Rosa kapitalnie rozpoczęła sobotnie starcie ze Śląskiem, prowadząc kilkoma punktami na samym początku zawodów. Świetnie dysponowany był wówczas Jakub Dłoniak, który trafiał z dystansu. - Prowadziliśmy już 8:0, mieliśmy lay-up'a i szanse na 10:0, ale wyślizgnęła nam się piłka i potem sytuacja się zmieniła - przyznał po zakończeniu spotkania Robert Witka.
Podkoszowy radomskiej drużyny zdobył 5 punktów. Pomimo przewagi jego zespołu, losy meczu rozegranego we Wrocławiu rozstrzygnęły się dopiero w drugiej dogrywce. - Tak jest w koszykówce, zdarzają się wzloty i upadki. Raz jedna, raz druga drużyna miała podobne serie. W czwartej kwarcie "odskoczyliśmy" na 10 punktów, ale daliśmy się bardzo głupio "dogonić". W dogrywce było bardzo dużo szczęścia po naszej stronie - zwrócił uwagę.
Sobotni triumf miał niezwykle istotne znaczenie w kontekście zajęcia miejsca w pierwszej "szóstce" tabeli po rundzie zasadniczej. - Teraz każde kolejne spotkanie będzie bardzo ważne. Cieszymy się ze zwycięstwa, ale to nie oznacza, że możemy teraz odpuścić. Musimy "pójść za ciosem" i wygrywać, aby mieć spokój i tę "szóstkę" wywalczyć - podkreślił Witka.
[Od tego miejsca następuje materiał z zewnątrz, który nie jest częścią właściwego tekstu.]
/// Outbound requests from the caller to the session I/O task
enum Outbound {
    /// Stdin data (non-TTY) or raw terminal bytes (TTY)
    Data(Vec<u8>),
    /// End of stdin (non-TTY only)
    Eof,
    /// Pre-serialized JSON text message (resize, signal)
    Text(String),
    /// Close the transport
    Close,
}

/// One streaming session bound to a single remote process
pub struct WsCommand {
    outbound: mpsc::Sender<Outbound>,
    events: mpsc::Receiver<Result<SessionEvent>>,
    tty: bool,
    exit: Option<i32>,
    finished: bool,
}

impl WsCommand {
    /// Open a session to the given WebSocket endpoint
    ///
    /// When `opts.session_id` is set this is an attach: the TTY mode is not
    /// assumed from `opts` but negotiated from the server's `session_info`
    /// message (bounded by [`ATTACH_TIMEOUT`]).
    pub async fn connect(url: Url, token: Option<&str>, opts: SessionOptions) -> Result<Self> {
        let mut request = url.as_str().into_client_request()?;
        if let Some(token) = token {
            let value = HeaderValue::from_str(&format!("Bearer {token}"))
                .map_err(|e| SpriteError::Protocol(format!("invalid bearer token: {e}")))?;
            request.headers_mut().insert(AUTHORIZATION, value);
        }

        let (mut ws, _response) = connect_async(request).await?;
        debug!(url = %url, attach = opts.session_id.is_some(), "command session connected");

        let mut tty = opts.tty;
        let mut pending = Vec::new();
        if opts.session_id.is_some() {
            tty = attach_handshake(&mut ws, &mut pending).await?;
            debug!(tty, "attach handshake complete");
        }

        let (events_tx, events_rx) = mpsc::channel(256);
        let (outbound_tx, outbound_rx) = mpsc::channel(64);

        // Generic messages received while waiting for session_info are the
        // first events the caller sees.
        for event in pending {
            let _ = events_tx.send(Ok(event)).await;
        }

        tokio::spawn(run_io(
            ws,
            outbound_rx,
            events_tx,
            tty,
            opts.keepalive_interval,
            opts.keepalive_timeout,
        ));

        Ok(Self {
            outbound: outbound_tx,
            events: events_rx,
            tty,
            exit: None,
            finished: false,
        })
    }

    /// Whether this session runs in TTY mode
    pub fn is_tty(&self) -> bool {
        self.tty
    }

    /// Send input to the remote process
    ///
    /// Stdin data in non-TTY mode, raw terminal bytes in TTY mode.
    pub async fn write(&self, data: &[u8]) -> Result<()> {
        self.send_outbound(Outbound::Data(data.to_vec())).await
    }

    /// Signal end of stdin (non-TTY only; the concept does not exist in TTY mode)
    pub async fn send_eof(&self) -> Result<()> {
        if self.tty {
            return Err(SpriteError::Protocol(
                "stdin EOF does not apply to TTY sessions".to_string(),
            ));
        }
        self.send_outbound(Outbound::Eof).await
    }

    /// Request a terminal resize (TTY only)
    pub async fn resize(&self, cols: u16, rows: u16) -> Result<()> {
        if !self.tty {
            return Err(SpriteError::Protocol(
                "resize only applies to TTY sessions".to_string(),
            ));
        }
        let text = serde_json::to_string(&TtyMessage::Resize { cols, rows })?;
        self.send_outbound(Outbound::Text(text)).await
    }

    /// Ask the server to deliver a signal to the remote process (best-effort)
    pub async fn signal(&self, signal: &str) -> Result<()> {
        let text = serde_json::to_string(&TtyMessage::Signal {
            signal: signal.to_string(),
        })?;
        self.send_outbound(Outbound::Text(text)).await
    }

    /// Receive the next inbound event, in transport-arrival order
    ///
    /// Returns `None` once the session is finished. The terminal event
    /// (`Exit` or an error) is always delivered after all preceding data.
    pub async fn next_event(&mut self) -> Option<Result<SessionEvent>> {
        if self.finished {
            return None;
        }
        match self.events.recv().await {
            Some(Ok(SessionEvent::Exit(code))) => {
                self.exit = Some(code);
                self.finished = true;
                Some(Ok(SessionEvent::Exit(code)))
            }
            Some(Err(e)) => {
                self.finished = true;
                Some(Err(e))
            }
            Some(other) => Some(other),
            None => {
                self.finished = true;
                None
            }
        }
    }

    /// Wait for the remote process to exit, discarding remaining output
    ///
    /// For TTY sessions whose transport closes without an explicit exit
    /// notification, the code is derived from the close status (clean close
    /// maps to 0, anything else to 1) - an approximation, not a real exit
    /// code.
    pub async fn wait(&mut self) -> Result<i32> {
        if let Some(code) = self.exit {
            return Ok(code);
        }
        while let Some(event) = self.next_event().await {
            match event {
                Ok(SessionEvent::Exit(code)) => return Ok(code),
                Ok(_) => {}
                Err(e) => return Err(e),
            }
        }
        Err(SpriteError::Protocol(
            "session closed before exit".to_string(),
        ))
    }

    /// Close the transport (best-effort, idempotent)
    pub async fn close(&mut self) {
        let _ = self.outbound.send(Outbound::Close).await;
    }

    async fn send_outbound(&self, out: Outbound) -> Result<()> {
        self.outbound
            .send(out)
            .await
            .map_err(|_| SpriteError::OperationConflict("session is closed"))
    }
}
//! Schema type definitions
//!
//! Supported shapes:
//! - table: JSON object with a closed field map
//! - list: JSON array with one element type and an optional length bound
//! - number: any JSON number
//! - string: JSON string with an optional length bound
//! - bool: JSON boolean
//! - any: wildcard
//!
//! Types are immutable once built. Share them between documents through
//! `Arc<Type>`.

use std::collections::BTreeMap;

use serde::{Deserialize, Serialize};

use super::kind::Kind;

/// Field map of a table type, ordered by field name.
pub type Fields = BTreeMap<String, Type>;

/// Recursive schema descriptor.
///
/// A `max_length` of zero or less means unbounded; a positive value is an
/// inclusive upper bound on element count (lists) or character count
/// (strings).
#[derive(Debug, Clone, PartialEq, Serialize, Deserialize)]
#[serde(tag = "kind", rename_all = "lowercase")]
pub enum Type {
    /// Object with its own field schema. Unset fields are permitted,
    /// undeclared fields are not.
    Table {
        /// Field definitions
        #[serde(default)]
        fields: Fields,
    },
    /// Homogeneous array
    List {
        /// Element type (boxed to allow recursive types)
        element: Box<Type>,
        /// Maximum number of elements if > 0
        #[serde(default, skip_serializing_if = "is_unbounded")]
        max_length: i64,
    },
    /// Any numeric representation
    Number,
    /// UTF-8 string
    String {
        /// Maximum number of characters if > 0
        #[serde(default, skip_serializing_if = "is_unbounded")]
        max_length: i64,
    },
    /// Boolean
    Bool,
    /// Matches everything, including null
    Any,
}

fn is_unbounded(max_length: &i64) -> bool {
    *max_length <= 0
}

impl Type {
    /// Number type.
    pub fn number() -> Self {
        Type::Number
    }

    /// Boolean type.
    pub fn bool() -> Self {
        Type::Bool
    }

    /// Wildcard type.
    pub fn any() -> Self {
        Type::Any
    }

    /// String type; `max_length <= 0` leaves it unbounded.
    pub fn string(max_length: i64) -> Self {
        Type::String { max_length }
    }

    /// Table type from `(name, type)` pairs.
    pub fn table<K, I>(fields: I) -> Self
    where
        K: Into<String>,
        I: IntoIterator<Item = (K, Type)>,
    {
        Type::Table {
            fields: fields.into_iter().map(|(k, v)| (k.into(), v)).collect(),
        }
    }

    /// List type; `max_length <= 0` leaves it unbounded.
    pub fn list(element: Type, max_length: i64) -> Self {
        Type::List {
            element: Box::new(element),
            max_length,
        }
    }

    /// Returns the kind of this node.
    pub fn kind(&self) -> Kind {
        match self {
            Type::Table { .. } => Kind::Table,
            Type::List { .. } => Kind::List,
            Type::Number => Kind::Number,
            Type::String { .. } => Kind::String,
            Type::Bool => Kind::Bool,
            Type::Any => Kind::Any,
        }
    }

    /// Element type of a list.
    pub fn element(&self) -> Option<&Type> {
        match self {
            Type::List { element, .. } => Some(element),
            _ => None,
        }
    }

    /// Effective length bound of a list or string. `None` when unbounded
    /// or when the kind carries no bound.
    pub fn max_length(&self) -> Option<usize> {
        match self {
            Type::List { max_length, .. } | Type::String { max_length } if *max_length > 0 => {
                usize::try_from(*max_length).ok()
            }
            _ => None,
        }
    }

    /// Field map of a table, or of the element table of a list of tables.
    ///
    /// The list case is a lookup convenience; the list itself still
    /// validates as an array.
    pub fn fields(&self) -> Option<&Fields> {
        match self {
            Type::Table { fields } => Some(fields),
            Type::List { element, .. } => match element.as_ref() {
                Type::Table { fields } => Some(fields),
                _ => None,
            },
            _ => None,
        }
    }

    /// Schema of a single named field.
    pub fn field(&self, name: &str) -> Option<&Type> {
        self.fields().and_then(|fields| fields.get(name))
    }

    /// Nesting depth of the schema tree. Scalars have depth 1.
    pub fn depth(&self) -> usize {
        match self {
            Type::Table { fields } => 1 + fields.values().map(Type::depth).max().unwrap_or(0),
            Type::List { element, .. } => 1 + element.depth(),
            _ => 1,
        }
    }
}

#[cfg(test)]
mod tests {
    use super::*;
    use serde_json::json;

    fn person() -> Type {
        Type::table([
            ("name", Type::string(32)),
            ("age", Type::number()),
            ("tags", Type::list(Type::string(0), 8)),
        ])
    }

    #[test]
    fn test_kind_of_each_factory() {
        assert_eq!(Type::number().kind(), Kind::Number);
        assert_eq!(Type::bool().kind(), Kind::Bool);
        assert_eq!(Type::any().kind(), Kind::Any);
        assert_eq!(Type::string(3).kind(), Kind::String);
        assert_eq!(Type::list(Type::any(), 0).kind(), Kind::List);
        assert_eq!(person().kind(), Kind::Table);
    }

    #[test]
    fn test_max_length_bounds() {
        assert_eq!(Type::string(5).max_length(), Some(5));
        assert_eq!(Type::string(0).max_length(), None);
        assert_eq!(Type::string(-3).max_length(), None);
        assert_eq!(Type::list(Type::number(), 2).max_length(), Some(2));
        assert_eq!(Type::number().max_length(), None);
    }

    #[test]
    fn test_list_of_tables_exposes_fields() {
        let list = Type::list(person(), 0);
        assert_eq!(list.kind(), Kind::List);
        assert!(list.fields().unwrap().contains_key("name"));
        assert_eq!(list.field("age"), Some(&Type::Number));

        assert!(Type::list(Type::number(), 0).fields().is_none());
        assert!(Type::string(0).fields().is_none());
    }

    #[test]
    fn test_depth() {
        assert_eq!(Type::number().depth(), 1);
        assert_eq!(Type::table(Vec::<(String, Type)>::new()).depth(), 1);
        assert_eq!(person().depth(), 3);
        assert_eq!(Type::list(Type::list(person(), 0), 0).depth(), 5);
    }

    #[test]
    fn test_serialized_form() {
        let ty = Type::list(Type::string(4), 2);
        let encoded = serde_json::to_value(&ty).unwrap();
        assert_eq!(
            encoded,
            json!({
                "kind": "list",
                "element": { "kind": "string", "max_length": 4 },
                "max_length": 2
            })
        );

        let unbounded = serde_json::to_value(Type::string(0)).unwrap();
        assert_eq!(unbounded, json!({ "kind": "string" }));
    }

    #[test]
    fn test_serialized_tag_matches_kind_encoding() {
        for ty in [
            person(),
            Type::list(Type::any(), 0),
            Type::number(),
            Type::string(0),
            Type::bool(),
            Type::any(),
        ] {
            let encoded = serde_json::to_value(&ty).unwrap();
            assert_eq!(encoded["kind"], ty.kind().as_str());
        }
    }

    #[test]
    fn test_deserialize_type_tree() {
        let ty: Type = serde_json::from_value(json!({
            "kind": "table",
            "fields": {
                "name": { "kind": "string", "max_length": 32 },
                "age": { "kind": "number" },
                "tags": { "kind": "list", "element": { "kind": "string" }, "max_length": 8 }
            }
        }))
        .unwrap();

        assert_eq!(ty, person());
    }

    #[test]
    fn test_deserialize_rejects_unknown_kind() {
        let result = serde_json::from_value::<Type>(json!({ "kind": "object" }));
        assert!(result.is_err());
    }
}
Przed Rosą starcie z Asseco Gdynia, do którego dojdzie za dwa tygodnie. W zeszłym sezonie zawodnik bronił barw klubu z Trójmiasta, więc dla niego będzie to bardzo ważna konfrontacja. Póki co radomianie mogą się jednak cieszyć z wygranej ze Śląskiem. - Ten mecz pokazał, że zawsze trzeba być przygotowanym na wszystko - zakończył były reprezentant Polski.